Il sentit le besoin criant de la créature du vallon, il sentit qu’il y avait quelque chose dont elle manquait, quelque chose qu’elle cherchait, et qu’elle souffrait le martyre. Il s’arrêta si brusquement qu’Étoile du Soir qui le suivait de près lui rentra dedans.
— Qu’est-ce que c’est ? murmura-t-elle.
Raidi, ressentant ce manque, ce besoin, il ne répondit pas. Le flot de sentiments qui venait du vallon se déversait sur lui, en lui : l’absence d’espoir, le doute, le désir éperdu et le besoin. Les arbres se dressaient, droits et silencieux dans l’après-midi sans un souffle d’air et, pendant un instant, la forêt toute entière – les oiseaux, les petits animaux, les insectes – tomba dans le silence. Rien ne bougeait, rien ne faisait plus le moindre bruit, comme si la nature elle-même retenait son souffle pour écouter la créature du vallon.
— Qu’est-ce qui ne va pas ? demanda Étoile du Soir.
— Il y a quelque chose qui souffre, répondit-il. Ne sens-tu pas cette souffrance ? C’est juste devant nous.
— On ne peut pas sentir la souffrance, dit-elle.
Il avança lentement. Le silence se poursuivait. Il se trouva devant la créature – un épouvantable tas de vers blotti contre l’amas de rochers qui se trouvait sous le bouleau voûté. Mais il ne voyait pas le tas de vers, il entendait seulement ce cri de détresse. Quelque chose se passa dans son cerveau et, pendant un instant, il appréhenda mentalement cette détresse.

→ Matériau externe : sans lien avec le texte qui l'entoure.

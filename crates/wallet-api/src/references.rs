//! Reference data: currencies, storage locations and accounts, income
//! sources and expense categories.

use crate::{Amount, Collection};
use serde::{Deserialize, Serialize};
use wallet_auth::ApiClient;

#[derive(Debug, Clone, PartialEq, Serialize, Deserialize)]
pub struct Currency {
    pub id: i64,
    pub code: String,
    pub symbol: String,
}

#[derive(Debug, Clone, PartialEq, Serialize, Deserialize)]
pub struct StorageLocation {
    pub id: i64,
    pub name: String,
}

#[derive(Debug, Clone, PartialEq, Serialize, Deserialize)]
pub struct StorageAccount {
    pub id: i64,
    pub storage_location_id: i64,
    pub currency_id: i64,
    #[serde(default)]
    pub storage_location: Option<StorageLocation>,
    #[serde(default)]
    pub currency: Option<Currency>,
}

#[derive(Debug, Clone, PartialEq, Serialize, Deserialize)]
pub struct IncomeSource {
    pub id: i64,
    pub name: String,
}

#[derive(Debug, Clone, PartialEq, Serialize, Deserialize)]
pub struct ExpenseCategory {
    pub id: i64,
    pub name: String,
    #[serde(alias = "budgeted_amount")]
    pub monthly_amount: Amount,
    pub is_tax: bool,
    pub is_rent: bool,
}

#[derive(Debug, Clone, PartialEq, Serialize)]
pub struct CurrencyInput {
    pub code: String,
    pub symbol: String,
}

/// Body for resources that only carry a name.
#[derive(Debug, Clone, PartialEq, Serialize)]
pub struct NameInput {
    pub name: String,
}

#[derive(Debug, Clone, PartialEq, Serialize)]
pub struct StorageAccountInput {
    pub storage_location_id: i64,
    pub currency_id: i64,
}

#[derive(Debug, Clone, PartialEq, Serialize)]
pub struct ExpenseCategoryInput {
    pub name: String,
    pub monthly_amount: Amount,
    pub is_tax: bool,
    pub is_rent: bool,
}

/// The five reference collections.
#[derive(Clone)]
pub struct References {
    pub currencies: Collection<Currency>,
    pub storage_locations: Collection<StorageLocation>,
    pub storage_accounts: Collection<StorageAccount>,
    pub income_sources: Collection<IncomeSource>,
    pub expense_categories: Collection<ExpenseCategory>,
}

impl References {
    pub fn new(client: ApiClient) -> Self {
        Self {
            currencies: Collection::new(client.clone(), "currencies/"),
            storage_locations: Collection::new(client.clone(), "storage-locations/"),
            storage_accounts: Collection::new(client.clone(), "storage-accounts/"),
            income_sources: Collection::new(client.clone(), "income-sources/"),
            expense_categories: Collection::new(client, "expense-categories/"),
        }
    }
}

Étoile du Soir recula et s’appuya contre le solide tronc d’un chêne qui se dressait au bord du sentier. Le tas de vers ne cessait pas de bouger, exactement comme aurait bougé un tas de vers, tous les animaux rampant les uns vers les autres, grouillants comme poussés par une impulsion sans nom, sans rime ni raison. Et, de cette masse grouillante parvint un cri de bonheur et de soulagement – sans le moindre son, cri bizarrement mêlé à un sentiment de compassion et de puissance qui n’avait rien à voir avec le tas de vers. Et tout cela était recouvert, comme par un manteau d’espoir et de compréhension, par ce que le grand chêne blanc avait dit, ou essayé de dire, ou n’avait pas réussi à dire. Dans l’esprit d’Étoile du Soir, l’univers s’ouvrit comme une fleur au soleil levant. Pendant un instant, elle appréhenda et connut (elle ne vit, n’entendit, et ne comprit rien car cela se passait au-delà de la vue ou de la simple compréhension) l’univers entier, du centre à ses confins les plus lointains – son mécanisme, l’objet de son existence et la place qu’y tenait tout ce qui était vivant.
Cela ne dura qu’un instant, une fraction de seconde d’illumination, de connaissance, qui disparut, et elle se retrouva en elle-même – forme de vie incomplète et insignifiante blottie contre l’arbre, sentant contre ses épaules et son dos la dureté du tronc du chêne massif, avec David Hunt à ses côtés, debout dans le sentier, et dans le vallon ce tas de vers qui se tortillait et semblait illuminé de lumière divine, si brillant et étincelant qu’il était beau comme jamais aucun tas de vers ne l’avait été, criant de manière persistante dans son esprit quelque chose dont le sens lui échappait.
— David ! cria-t-elle. Qu’avons-nous fait ? Qu’est-il arrivé ?
Car elle savait que quelque chose de prodigieux – ou plusieurs choses prodigieuses – s’était passé. Elle se sentait l’esprit confus, mais dans cette confusion même il y avait à la fois bonheur et étonnement. Elle se blottit plus étroitement contre l’arbre et l’univers sembla se pencher vers elle. Elle sentit des mains la saisir, l’élever, et elle se retrouva dans les bras de David, s’accrochant à lui comme elle ne s’était jamais accrochée à personne auparavant, heureuse qu’il soit présent dans ce qu’elle pressentait être un grand moment de sa vie, en sécurité contre son corps mince et dur.
— Toi et moi, disait-il, toi et moi, ensemble. À nous deux…
Sa voix faiblit et elle sut qu’il avait peur. Elle mit ses bras autour de lui, lui donnant tout le réconfort, qu’elle pouvait.